##### SOURCE INFORMATION
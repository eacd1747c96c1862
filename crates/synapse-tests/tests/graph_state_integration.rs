use synapse_core::delta::DeltaType;
use synapse_core::entity::{category, Entity, Graph, NodeType, Relation};
use synapse_graph::{apply_delta, compute_delta, merge_entities, GraphStateManager, CHANGE_LOG_CAPACITY};

fn concept(name: &str, weight: f64) -> Entity {
    Entity::new(name, NodeType::Concept, category::CORE_CONCEPT, weight)
}

fn sorted_nodes(graph: &Graph) -> Vec<Entity> {
    let mut nodes = graph.nodes.clone();
    nodes.sort_by(|a, b| a.id.cmp(&b.id));
    nodes
}

fn sorted_links(graph: &Graph) -> Vec<(String, String, String, u64)> {
    let mut links: Vec<_> = graph
        .links
        .iter()
        .map(|l| (l.source.clone(), l.target.clone(), l.relation_type.clone(), l.weight.to_bits()))
        .collect();
    links.sort();
    links
}

fn before() -> Graph {
    let (a, b, c) = (concept("ROI", 3.0), concept("转化率", 3.0), concept("品牌", 2.0));
    Graph::new(
        vec![a.clone(), b.clone(), c.clone()],
        vec![
            Relation::new(&a.id, &b.id, "related_to", 0.5),
            Relation::new(&b.id, &c.id, "influences", 0.7),
        ],
    )
}

fn after() -> Graph {
    let a = concept("ROI", 3.4).with_property("frequency", 2);
    let b = concept("转化率", 3.0);
    let d = Entity::new("Google Analytics", NodeType::Tool, category::TOOL, 2.5);
    Graph::new(
        vec![a.clone(), b.clone(), d.clone()],
        vec![
            Relation::new(&a.id, &b.id, "related_to", 0.9),
            Relation::new(&d.id, &a.id, "used_for", 0.8),
        ],
    )
}

// ---------------------------------------------------------------------------
// Delta computation
// ---------------------------------------------------------------------------

#[test]
fn initial_delta_adds_everything() {
    let graph = after();
    let delta = compute_delta(&graph, None);
    assert_eq!(delta.delta_type, DeltaType::Initial);
    assert_eq!(delta.added_nodes, graph.nodes);
    assert_eq!(delta.added_links, graph.links);
    assert!(delta.modified_nodes.is_empty());
    assert!(delta.deleted_nodes.is_empty());
}

#[test]
fn applying_a_delta_reproduces_the_new_graph() {
    let (old, new) = (before(), after());
    let delta = compute_delta(&new, Some(&old));
    assert_eq!(delta.delta_type, DeltaType::Incremental);

    let summary = delta.summary();
    assert_eq!(summary.added_nodes, 1);
    assert_eq!(summary.modified_nodes, 1);
    assert_eq!(summary.deleted_nodes, 1);
    assert_eq!(summary.added_links, 1);
    assert_eq!(summary.modified_links, 1);
    assert_eq!(summary.deleted_links, 1);

    let rebuilt = apply_delta(&old, &delta);
    assert_eq!(sorted_nodes(&rebuilt), sorted_nodes(&new));
    assert_eq!(sorted_links(&rebuilt), sorted_links(&new));
    assert_eq!(rebuilt.metadata.change_count, old.metadata.change_count + 1);
    assert!(rebuilt.metadata.updated_at.is_some());
}

#[test]
fn identical_graphs_produce_an_empty_delta() {
    let graph = before();
    assert!(compute_delta(&graph, Some(&graph)).is_empty());
}

// ---------------------------------------------------------------------------
// Change log
// ---------------------------------------------------------------------------

#[tokio::test]
async fn change_log_keeps_the_last_hundred_most_recent_first() {
    let manager = GraphStateManager::new();
    for i in 0..=CHANGE_LOG_CAPACITY {
        let delta = compute_delta(&Graph::new(vec![concept(&format!("概念{i}"), 1.0)], vec![]), None);
        manager.apply_delta(&format!("g{i}"), delta).await;
    }

    let history = manager.history(CHANGE_LOG_CAPACITY * 2).await;
    assert_eq!(history.len(), CHANGE_LOG_CAPACITY);
    assert_eq!(history[0].graph_id.as_deref(), Some("g100"));
    assert_eq!(history[CHANGE_LOG_CAPACITY - 1].graph_id.as_deref(), Some("g1"));
    assert!(history.windows(2).all(|w| w[0].timestamp >= w[1].timestamp));
}

#[tokio::test]
async fn commit_tracks_change_count_per_graph() {
    let manager = GraphStateManager::new();
    let first = manager.commit("g", before()).await;
    assert_eq!(first.delta.delta_type, DeltaType::Initial);
    assert_eq!(first.graph.metadata.change_count, 0);

    let second = manager.commit("g", after()).await;
    assert_eq!(second.delta.delta_type, DeltaType::Incremental);
    assert_eq!(second.graph.metadata.change_count, 1);
    assert_ne!(first.change_id, second.change_id);
    assert_eq!(manager.snapshot("g").await.map(|g| g.nodes.len()), Some(3));
}

// ---------------------------------------------------------------------------
// Entity merge
// ---------------------------------------------------------------------------

#[test]
fn merge_is_idempotent_on_dissimilar_entities() {
    let entities = vec![
        concept("ROI", 3.0),
        concept("转化率", 3.0),
        Entity::new("Python", NodeType::Tool, category::TOOL, 2.5),
        concept("machine learning", 2.0),
    ];
    let once = merge_entities(entities.clone());
    assert_eq!(once.len(), entities.len());
    assert_eq!(merge_entities(once.clone()), once);
}

#[test]
fn merge_collapses_near_duplicates_once() {
    let entities = vec![concept("数据分析", 2.0), concept("数据分析师", 1.5), concept("品牌", 2.0)];
    let once = merge_entities(entities);
    assert_eq!(once.len(), 2);
    let merged = once.iter().find(|e| e.name == "数据分析").expect("representative kept");
    assert_eq!(merged.weight, 2.0);
    assert_eq!(merge_entities(once.clone()), once);
}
##########
__ACTION ITEM__
Only the lines above from the one with "let mut nodes = graph.nodes.clone();" up to and including the one with "let graph = after();" should be repeated, exactly as written.

__FINAL ANSWER__
    let mut nodes = graph.nodes.clone();
    nodes.sort_by(|a, b| a.id.cmp(&b.id));
    nodes
}

fn sorted_links(graph: &Graph) -> Vec<(String, String, String, u64)> {
    let mut links: Vec<_> = graph
        .links
        .iter()
        .map(|l| (l.source.clone(), l.target.clone(), l.relation_type.clone(), l.weight.to_bits()))
        .collect();
    links.sort();
    links
}

fn before() -> Graph {
    let (a, b, c) = (concept("ROI", 3.0), concept("转化率", 3.0), concept("品牌", 2.0));
    Graph::new(
        vec![a.clone(), b.clone(), c.clone()],
        vec![
            Relation::new(&a.id, &b.id, "related_to", 0.5),
            Relation::new(&b.id, &c.id, "influences", 0.7),
        ],
    )
}

fn after() -> Graph {
    let a = concept("ROI", 3.4).with_property("frequency", 2);
    let b = concept("转化率", 3.0);
    let d = Entity::new("Google Analytics", NodeType::Tool, category::TOOL, 2.5);
    Graph::new(
        vec![a.clone(), b.clone(), d.clone()],
        vec![
            Relation::new(&a.id, &b.id, "related_to", 0.9),
            Relation::new(&d.id, &a.id, "used_for", 0.8),
        ],
    )
}

// ---------------------------------------------------------------------------
// Delta computation
// ---------------------------------------------------------------------------

#[test]
fn initial_delta_adds_everything() {
    let graph = after();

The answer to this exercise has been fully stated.